Fetal programming by the parental microbiome of offspring behavior, and DNA methylation and gene expression within the hippocampus

•Background: The microorganisms colonizing the gastrointestinal tract of animals, collectively referred to as the gut microbiome, affect numerous host behaviors dependent on the central nervous system (CNS). Studies comparing germ-free mice to normally colonized mice have demonstrated influences of the microbiome on anxiety-related behaviors, voluntary activity, and gene expression in the CNS. Additionally, there is epidemiologic evidence supporting an intergenerational influence of the maternal microbiome on neurodevelopment of offspring and behavior later in life. There is limited experimental evidence however directly linking the maternal microbiome to long-term neurodevelopmental outcomes, or knowledge regarding mechanisms responsible for such effects. •Results: Here we show that that the maternal microbiome has a dominant influence on several offspring phenotypes including anxiety-related behavior, voluntary activity, and body weight. Adverse outcomes in offspring were associated with features of the maternal microbiome including bile salt hydrolase activity gene expression (bsh), abundance of certain bile acids, and hepatic expression of Slc10a1. In cross-foster experiments, offspring resembled their birth dam phenotypically, despite faithful colonization in the postnatal period with the surrogate dam microbiome. Genome-wide DNA methylation analysis of hippocampal DNA identified microbiome-associated differences in DNA methylation of 196 loci in total, 176 of which show conserved profiles between mother and offspring. Further, single-cell transcriptional analysis revealed accompanying differences in expression of several differentially methylated genes within certain hippocampal cell clusters, and vascular expression of genes associated with bile acid transport.

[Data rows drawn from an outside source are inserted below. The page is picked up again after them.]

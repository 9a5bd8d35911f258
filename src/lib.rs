//! Region fill and undo/redo engine for voxel worlds.
//!
//! Writes are queued and applied a bounded slice per simulation tick, with
//! the slice size tuned against a live throughput signal. Snapshots taken
//! before each edit back a bounded undo/redo history.

pub mod block_position;
pub mod block_state;
pub mod bounding_box;
pub mod building;
pub mod config;
pub mod error;
pub mod history;
pub mod queue;
pub mod region;
pub mod session;
pub mod world;

pub use block_position::BlockPosition;
pub use block_state::BlockState;
pub use bounding_box::BoundingBox;
pub use config::EditConfig;
pub use error::ConfigError;
pub use history::{HistoryManager, Snapshot};
pub use queue::{DrainReport, MutationQueue, MutationTask};
pub use region::Region;
pub use session::EditSession;
pub use world::{FixedThroughput, MemoryWorld, PerformanceSignal, WorldAccess};
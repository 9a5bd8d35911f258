use crate::block_position::BlockPosition;
use crate::block_state::BlockState;

/// One pending unit of work in the mutation queue.
///
/// Write tasks carry the block to store. Notification tasks carry no block:
/// the current state at `position` is re-read and broadcast when drained.
#[derive(Debug, Clone, PartialEq, Eq)]
pub struct MutationTask {
    pub position: BlockPosition,
    pub target_state: Option<BlockState>,
    pub notify_only: bool,
}

impl MutationTask {
    pub fn write(position: BlockPosition, state: BlockState) -> Self {
        Self {
            position,
            target_state: Some(state),
            notify_only: false,
        }
    }

    pub fn notify(position: BlockPosition) -> Self {
        Self {
            position,
            target_state: None,
            notify_only: true,
        }
    }
}
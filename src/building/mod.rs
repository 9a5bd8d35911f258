pub mod brushes;

pub use brushes::*;
// SPDX-License-Identifier: AGPL-3.0-or-later
// SPDX-FileCopyrightText: 2025 Jonathan D.A. Jewell
//! Env command - prints the companion .env file for a selection

use super::{Context, SettingsArgs};
use crate::envfile::render_env;
use anyhow::Result;

/// Run the env command
pub fn run(ctx: &Context, tools: &[String], overrides: &SettingsArgs) -> Result<()> {
    let catalog = ctx.config.catalog()?;
    let fragments = catalog.select(tools)?;
    let settings = overrides.apply(&ctx.config.settings);

    let env = render_env(&settings, &fragments);
    if ctx.json {
        let pairs: serde_json::Map<String, serde_json::Value> = env
            .lines()
            .filter(|l| !l.is_empty() && !l.starts_with('#'))
            .filter_map(|l| l.split_once('='))
            .map(|(k, v)| (k.to_string(), v.into()))
            .collect();
        println!("{}", serde_json::to_string_pretty(&pairs)?);
    } else {
        print!("{env}");
    }

    Ok(())
}
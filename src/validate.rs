// SPDX-License-Identifier: AGPL-3.0-or-later
// SPDX-FileCopyrightText: 2025 Jonathan D.A. Jewell
//! Sanity checks for raw catalog entries
//!
//! These run on catalog entries before assembly; the assembler itself
//! never rejects anything.

use crate::types::ServiceFragment;
use serde::Serialize;
use std::collections::HashSet;

/// Outcome of validating one catalog entry
#[derive(Debug, Clone, PartialEq, Eq, Serialize)]
pub struct ValidationReport {
    /// Catalog id of the entry
    pub tool_id: String,
    /// Problems that make the entry unusable
    pub errors: Vec<String>,
    /// Problems worth fixing that do not break assembly
    pub warnings: Vec<String>,
}

impl ValidationReport {
    /// True when no errors were found
    #[must_use]
    pub fn passed(&self) -> bool {
        self.errors.is_empty()
    }
}

/// Validate a single catalog entry
#[must_use]
pub fn validate_tool(tool: &ServiceFragment) -> ValidationReport {
    let mut errors = Vec::new();
    let mut warnings = Vec::new();

    if tool.id.trim().is_empty() {
        errors.push("id is empty".to_string());
    }
    if tool.name.trim().is_empty() {
        errors.push("name is empty".to_string());
    }
    if tool.description.trim().is_empty() {
        warnings.push("description is empty".to_string());
    }

    if tool.compose.trim().is_empty() {
        errors.push("compose body is empty".to_string());
    } else {
        check_compose(&tool.compose, &mut errors);
    }

    ValidationReport {
        tool_id: tool.id.clone(),
        errors,
        warnings,
    }
}

fn check_compose(compose: &str, errors: &mut Vec<String>) {
    let mut lines = compose
        .lines()
        .enumerate()
        .filter(|(_, l)| !l.trim().is_empty() && !l.trim_start().starts_with('#'));

    if lines.next().map(|(_, l)| l.trim_end()) != Some("services:") {
        errors.push("first line must be 'services:'".to_string());
    }

    let mut service_indent = None;
    let mut services = Vec::new();
    let mut has_image = false;

    for (idx, line) in lines {
        let content = line.trim_start();
        let leading = &line[..line.len() - content.len()];
        if leading.contains('\t') {
            errors.push(format!("line {}: tab indentation", idx + 1));
            continue;
        }

        let indent = leading.len();
        if indent % 2 != 0 {
            errors.push(format!("line {}: indentation of {} is not a multiple of 2", idx + 1, indent));
        }
        if indent == 0 {
            errors.push(format!("line {}: unexpected top-level key", idx + 1));
            continue;
        }

        if *service_indent.get_or_insert(indent) == indent {
            services.push(content.trim_end().trim_end_matches(':').to_string());
        } else if content.starts_with("image:") {
            has_image = true;
        }
    }

    match services.len() {
        0 => errors.push("no service declared".to_string()),
        1 => {}
        n => errors.push(format!("{n} services declared ({}), expected one", services.join(", "))),
    }
    if !has_image {
        errors.push("missing 'image:' line".to_string());
    }
}

/// Validate every entry, flagging ids that appear more than once
#[must_use]
pub fn validate_catalog(tools: &[ServiceFragment]) -> Vec<ValidationReport> {
    let mut seen = HashSet::new();
    tools
        .iter()
        .map(|tool| {
            let mut report = validate_tool(tool);
            if !seen.insert(tool.id.as_str()) {
                report.errors.push(format!("duplicate id '{}'", tool.id));
            }
            report
        })
        .collect()
}

#[cfg(test)]
mod tests {
    use super::*;

    fn tool(compose: &str) -> ServiceFragment {
        ServiceFragment::new("web", "Web", "A web server", compose)
    }

    #[test]
    fn test_valid_tool_passes() {
        let report = validate_tool(&tool("services:\n  web:\n    image: nginx\n    ports:\n      - 80:80\n"));
        assert!(report.passed(), "{:?}", report.errors);
        assert!(report.warnings.is_empty());
    }

    #[test]
    fn test_missing_root_and_image() {
        let report = validate_tool(&tool("  web:\n    ports:\n      - 80:80\n"));
        assert!(!report.passed());
        assert!(report.errors.iter().any(|e| e.contains("services:")));
        assert!(report.errors.iter().any(|e| e.contains("image:")));
    }

    #[test]
    fn test_two_services_rejected() {
        let report = validate_tool(&tool("services:\n  a:\n    image: x\n  b:\n    image: y\n"));
        assert!(report.errors.iter().any(|e| e.contains("2 services declared (a, b)")));
    }

    #[test]
    fn test_indentation_rules() {
        let report = validate_tool(&tool("services:\n  web:\n     image: nginx\n\t  restart: always\n"));
        assert!(report.errors.iter().any(|e| e.contains("line 3") && e.contains("multiple of 2")));
        assert!(report.errors.iter().any(|e| e.contains("line 4: tab")));
    }

    #[test]
    fn test_empty_fields() {
        let report = validate_tool(&ServiceFragment::new("", "", "", ""));
        assert_eq!(report.errors.len(), 3);
        assert_eq!(report.warnings, vec!["description is empty"]);
    }

    #[test]
    fn test_duplicate_ids() {
        let entry = tool("services:\n  web:\n    image: nginx\n");
        let reports = validate_catalog(&[entry.clone(), entry]);
        assert!(reports[0].passed());
        assert!(!reports[1].passed());
    }
}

Inferred cell-to-cell communication in the hippocampus based on coordinated ligand-receptor expression revealed differences in expression of neuropeptides associated with satiety. •Conclusions: Collectively, these data provide proof-of-principle that the maternal gut microbiome has a dominant influence on the neurodevelopment underlying certain offspring behaviors and activities, and selectively affects genome DNA methylation and gene expression in the offspring hippocampus in conjunction with that neurodevelopment.